How to pick up chicks Pick up a chicken but must be a baby

What do you call a dog that can't pass an Algebra test? A dog.

How come dinosaurs don't talk? Because they're dead.

If your Uncle Jack helped you off an elephant, would you help your Uncle jackoff an elephant? Probably not because it would take more than 3 hands to jack off an elephant P.S. Your Uncle Jack only has 1 hand. Your uncle was on a swing and a clown cut off his hand with an ax

Knock Knock Who's there? Your a slut

Why doesnt mexico have an olympic team? Because everyone who can run, jump, or swim in already in america.

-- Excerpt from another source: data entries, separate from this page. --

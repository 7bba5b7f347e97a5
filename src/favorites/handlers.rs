use axum::{
    extract::{Path, State},
    http::StatusCode,
    routing::{get, post},
    Json, Router,
};
use serde::Serialize;
use tracing::{error, info, instrument};
use uuid::Uuid;

use crate::{
    ads::{self, dto::AdView},
    auth::AuthUser,
    favorites::repo::{self, ToggleOutcome},
    state::AppState,
};

pub fn toggle_router() -> Router<AppState> {
    Router::new().route("/ads/:id/favorite", post(toggle_favorite))
}

pub fn me_router() -> Router<AppState> {
    Router::new().route("/me/favorites", get(my_favorites))
}

#[derive(Debug, Serialize)]
pub struct ToggleResponse {
    pub outcome: ToggleOutcome,
}

#[instrument(skip(state))]
pub async fn toggle_favorite(
    State(state): State<AppState>,
    AuthUser(user_id): AuthUser,
    Path(ad_id): Path<Uuid>,
) -> Result<Json<ToggleResponse>, (StatusCode, String)> {
    let (owner_id, _) = ads::repo::owner_of(&state.db, ad_id)
        .await
        .map_err(internal)?
        .ok_or((StatusCode::NOT_FOUND, "Ad not found".to_string()))?;

    let currently = repo::contains(&state.db, user_id, ad_id)
        .await
        .map_err(internal)?;

    let outcome = repo::decide(owner_id, user_id, currently);
    match outcome {
        ToggleOutcome::Added => repo::add(&state.db, user_id, ad_id).await.map_err(internal)?,
        ToggleOutcome::Removed => repo::remove(&state.db, user_id, ad_id)
            .await
            .map_err(internal)?,
        ToggleOutcome::Rejected => {}
    }

    info!(%ad_id, %user_id, ?outcome, "favorite toggled");
    Ok(Json(ToggleResponse { outcome }))
}

#[instrument(skip(state))]
pub async fn my_favorites(
    State(state): State<AppState>,
    AuthUser(user_id): AuthUser,
) -> Result<Json<Vec<AdView>>, (StatusCode, String)> {
    let rows = repo::list_for_user(&state.db, user_id)
        .await
        .map_err(internal)?;
    let views = rows
        .into_iter()
        .map(|row| AdView::from_row(row, None, state.images.as_ref()))
        .collect();
    Ok(Json(views))
}

fn internal(e: anyhow::Error) -> (StatusCode, String) {
    error!(error = %e, "internal error");
    (StatusCode::INTERNAL_SERVER_ERROR, e.to_string())
}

What is the difference between a ginger and a pile of bricks? nothing. nothing at all.

My black friend love grape soda and koolaid, with his fried chicken, and i dont think its racist cuz i also enjoy the same things at times

What's in a glass and drinky? A drink

Rim Ram Ree, Kick him in the knee, Rim Ram Rass, Kick him in the other knee

Knock Knock Who's There? Im Black Im Black Who Open The Door Now Pancakes Granted

How do the american stop getting fat ? They don't.

What did Michelle Obama get for Christmas? Cancer

Anti Joke

What are Antijokes? Anti Jokes (or Anti Humor) is a type of comedy in which the uses is set up to expect a typical joke setup however the joke ends with such anticlimax that it becomes funny in its own right. The lack of punchline is the punchline.

Our Updated iOS App!

We've just released huge update to the iOS app! Now, access all your favorite text and photo sites like Anti-Joke, DIYLOL! A few things didn't make the original cut (like comments) but they'll be back soon. Best of all, the app is now FREE! Get it here.

The Anti Joke Book


NEW ANTI-JOKE BOOK!  Now that we've resolved the printing issues with our publisher, check out the BRAND SPANKING NEW Anti-Joke Book!

MOAR??

Want more? You might be interested in...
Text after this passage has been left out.